Stored data
* * *
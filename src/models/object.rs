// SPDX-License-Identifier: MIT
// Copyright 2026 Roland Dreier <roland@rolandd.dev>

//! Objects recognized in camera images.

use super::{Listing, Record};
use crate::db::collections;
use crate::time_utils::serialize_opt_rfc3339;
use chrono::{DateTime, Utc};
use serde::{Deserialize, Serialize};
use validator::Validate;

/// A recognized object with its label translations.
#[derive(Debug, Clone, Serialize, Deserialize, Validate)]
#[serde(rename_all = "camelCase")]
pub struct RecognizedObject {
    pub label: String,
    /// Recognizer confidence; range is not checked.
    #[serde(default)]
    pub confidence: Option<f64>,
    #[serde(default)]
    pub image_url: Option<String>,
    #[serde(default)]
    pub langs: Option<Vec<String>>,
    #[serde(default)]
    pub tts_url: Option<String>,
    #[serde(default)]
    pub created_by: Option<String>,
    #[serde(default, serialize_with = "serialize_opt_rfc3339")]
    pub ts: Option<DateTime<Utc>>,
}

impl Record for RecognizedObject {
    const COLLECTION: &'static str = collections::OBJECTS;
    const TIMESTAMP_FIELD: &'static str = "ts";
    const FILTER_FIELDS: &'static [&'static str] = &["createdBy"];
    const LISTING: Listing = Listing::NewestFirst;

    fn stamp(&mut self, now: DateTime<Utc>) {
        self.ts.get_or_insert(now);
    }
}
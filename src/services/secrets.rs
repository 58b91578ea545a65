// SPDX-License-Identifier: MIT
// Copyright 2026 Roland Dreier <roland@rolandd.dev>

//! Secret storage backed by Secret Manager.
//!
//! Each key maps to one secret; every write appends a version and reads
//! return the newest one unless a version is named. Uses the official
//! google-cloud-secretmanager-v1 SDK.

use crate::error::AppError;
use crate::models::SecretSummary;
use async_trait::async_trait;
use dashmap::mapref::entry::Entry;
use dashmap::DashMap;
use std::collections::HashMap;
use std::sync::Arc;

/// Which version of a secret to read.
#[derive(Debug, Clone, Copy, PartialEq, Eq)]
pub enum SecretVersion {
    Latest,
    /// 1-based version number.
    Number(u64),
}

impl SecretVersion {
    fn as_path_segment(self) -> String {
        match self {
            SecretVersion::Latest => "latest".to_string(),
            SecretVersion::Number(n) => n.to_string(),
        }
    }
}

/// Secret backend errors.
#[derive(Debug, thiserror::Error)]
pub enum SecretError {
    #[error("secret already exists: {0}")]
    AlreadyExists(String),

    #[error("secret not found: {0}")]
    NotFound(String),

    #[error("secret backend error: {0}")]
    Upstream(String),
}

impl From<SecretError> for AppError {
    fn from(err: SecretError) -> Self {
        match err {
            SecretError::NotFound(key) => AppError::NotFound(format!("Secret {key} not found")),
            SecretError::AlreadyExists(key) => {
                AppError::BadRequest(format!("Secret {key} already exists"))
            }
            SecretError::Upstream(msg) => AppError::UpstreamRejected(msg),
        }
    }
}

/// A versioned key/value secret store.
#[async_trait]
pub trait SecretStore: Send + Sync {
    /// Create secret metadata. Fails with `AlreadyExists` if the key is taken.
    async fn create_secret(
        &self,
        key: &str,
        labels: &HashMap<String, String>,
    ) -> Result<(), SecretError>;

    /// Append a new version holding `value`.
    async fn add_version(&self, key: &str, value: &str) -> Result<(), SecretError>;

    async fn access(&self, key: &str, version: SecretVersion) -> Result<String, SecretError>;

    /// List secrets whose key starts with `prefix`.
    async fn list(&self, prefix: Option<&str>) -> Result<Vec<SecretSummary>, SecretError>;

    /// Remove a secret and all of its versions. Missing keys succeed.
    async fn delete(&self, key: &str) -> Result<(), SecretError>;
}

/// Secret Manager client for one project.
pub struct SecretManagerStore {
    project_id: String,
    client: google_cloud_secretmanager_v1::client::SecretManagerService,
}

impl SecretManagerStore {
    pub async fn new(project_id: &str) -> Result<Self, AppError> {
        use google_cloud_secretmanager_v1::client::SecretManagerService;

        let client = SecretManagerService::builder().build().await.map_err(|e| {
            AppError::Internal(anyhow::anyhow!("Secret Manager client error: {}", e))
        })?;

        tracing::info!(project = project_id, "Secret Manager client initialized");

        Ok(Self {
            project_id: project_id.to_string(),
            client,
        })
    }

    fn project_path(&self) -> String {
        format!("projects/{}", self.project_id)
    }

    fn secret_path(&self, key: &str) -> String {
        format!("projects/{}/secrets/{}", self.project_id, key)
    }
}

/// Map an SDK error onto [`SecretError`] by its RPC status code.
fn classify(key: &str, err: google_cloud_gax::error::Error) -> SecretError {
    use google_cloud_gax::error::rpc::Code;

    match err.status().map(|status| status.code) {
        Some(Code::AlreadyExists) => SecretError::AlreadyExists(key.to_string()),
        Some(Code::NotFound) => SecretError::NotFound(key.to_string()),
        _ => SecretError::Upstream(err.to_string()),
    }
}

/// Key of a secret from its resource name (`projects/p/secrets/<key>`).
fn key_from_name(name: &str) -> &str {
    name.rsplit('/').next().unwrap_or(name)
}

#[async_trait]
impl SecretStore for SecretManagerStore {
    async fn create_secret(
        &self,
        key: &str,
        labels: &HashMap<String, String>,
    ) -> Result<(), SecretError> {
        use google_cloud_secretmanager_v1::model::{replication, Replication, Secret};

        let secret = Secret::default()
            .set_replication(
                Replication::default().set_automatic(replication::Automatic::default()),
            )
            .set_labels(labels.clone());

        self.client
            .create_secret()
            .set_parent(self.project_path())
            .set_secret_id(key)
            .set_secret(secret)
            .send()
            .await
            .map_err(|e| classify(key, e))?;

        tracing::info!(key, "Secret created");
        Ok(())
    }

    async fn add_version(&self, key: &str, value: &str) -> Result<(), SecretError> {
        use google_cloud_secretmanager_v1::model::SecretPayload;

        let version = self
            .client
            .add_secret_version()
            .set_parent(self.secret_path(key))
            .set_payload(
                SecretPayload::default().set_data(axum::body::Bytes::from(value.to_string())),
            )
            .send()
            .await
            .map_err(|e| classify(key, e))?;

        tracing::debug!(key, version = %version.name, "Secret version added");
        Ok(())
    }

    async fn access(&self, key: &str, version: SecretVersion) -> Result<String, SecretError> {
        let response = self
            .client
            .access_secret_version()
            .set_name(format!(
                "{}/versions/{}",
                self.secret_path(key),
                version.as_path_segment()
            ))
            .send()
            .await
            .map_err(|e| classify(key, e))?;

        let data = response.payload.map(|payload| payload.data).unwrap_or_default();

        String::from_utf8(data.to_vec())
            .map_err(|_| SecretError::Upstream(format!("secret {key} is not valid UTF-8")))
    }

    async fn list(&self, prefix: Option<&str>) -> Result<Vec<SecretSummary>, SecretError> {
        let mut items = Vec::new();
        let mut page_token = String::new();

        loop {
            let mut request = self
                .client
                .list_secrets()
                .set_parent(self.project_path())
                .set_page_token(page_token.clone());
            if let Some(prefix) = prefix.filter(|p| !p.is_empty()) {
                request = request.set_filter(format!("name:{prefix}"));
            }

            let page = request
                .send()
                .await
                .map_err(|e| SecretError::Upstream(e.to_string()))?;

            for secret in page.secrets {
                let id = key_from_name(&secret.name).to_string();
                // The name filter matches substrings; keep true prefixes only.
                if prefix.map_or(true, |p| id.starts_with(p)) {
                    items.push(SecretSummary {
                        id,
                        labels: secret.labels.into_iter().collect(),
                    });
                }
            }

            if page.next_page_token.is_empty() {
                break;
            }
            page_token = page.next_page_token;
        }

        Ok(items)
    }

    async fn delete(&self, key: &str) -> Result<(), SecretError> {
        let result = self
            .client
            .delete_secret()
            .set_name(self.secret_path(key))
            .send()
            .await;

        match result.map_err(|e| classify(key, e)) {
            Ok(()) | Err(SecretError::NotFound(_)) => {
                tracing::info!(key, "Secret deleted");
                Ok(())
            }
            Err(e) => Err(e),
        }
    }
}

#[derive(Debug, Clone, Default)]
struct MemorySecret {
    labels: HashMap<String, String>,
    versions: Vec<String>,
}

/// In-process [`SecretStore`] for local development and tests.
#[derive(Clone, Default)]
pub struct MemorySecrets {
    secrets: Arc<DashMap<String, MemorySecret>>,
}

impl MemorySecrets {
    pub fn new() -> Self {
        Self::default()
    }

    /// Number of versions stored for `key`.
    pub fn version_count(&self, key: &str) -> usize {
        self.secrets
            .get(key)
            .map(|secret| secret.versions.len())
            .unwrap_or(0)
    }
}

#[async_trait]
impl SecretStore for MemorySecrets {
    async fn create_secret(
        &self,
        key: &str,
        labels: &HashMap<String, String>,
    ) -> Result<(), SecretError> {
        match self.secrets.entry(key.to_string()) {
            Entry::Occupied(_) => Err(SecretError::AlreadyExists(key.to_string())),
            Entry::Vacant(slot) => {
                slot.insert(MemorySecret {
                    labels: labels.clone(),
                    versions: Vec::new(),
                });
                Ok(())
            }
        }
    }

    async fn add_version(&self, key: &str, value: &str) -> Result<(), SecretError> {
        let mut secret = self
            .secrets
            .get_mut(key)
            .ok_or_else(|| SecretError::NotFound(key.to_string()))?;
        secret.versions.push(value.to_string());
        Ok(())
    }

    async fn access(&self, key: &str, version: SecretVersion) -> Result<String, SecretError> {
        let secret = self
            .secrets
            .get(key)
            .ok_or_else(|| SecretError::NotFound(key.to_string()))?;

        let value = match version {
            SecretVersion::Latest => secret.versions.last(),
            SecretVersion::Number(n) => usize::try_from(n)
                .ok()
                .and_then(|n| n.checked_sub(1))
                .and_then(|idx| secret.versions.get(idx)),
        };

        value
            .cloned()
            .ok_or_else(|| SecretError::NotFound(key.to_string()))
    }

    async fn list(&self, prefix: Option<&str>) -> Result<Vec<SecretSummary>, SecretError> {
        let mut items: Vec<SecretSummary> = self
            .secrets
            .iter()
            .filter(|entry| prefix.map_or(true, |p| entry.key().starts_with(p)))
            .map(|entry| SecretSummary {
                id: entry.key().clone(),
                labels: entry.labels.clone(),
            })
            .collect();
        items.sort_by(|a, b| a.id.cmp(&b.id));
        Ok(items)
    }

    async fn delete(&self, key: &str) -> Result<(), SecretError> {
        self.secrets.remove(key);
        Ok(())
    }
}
* * *
In the entries above, find each line with the word "response" and copy it.

**WRITTEN SOLUTION:**
        let response = self
        let data = response.payload.map(|payload| payload.data).unwrap_or_default();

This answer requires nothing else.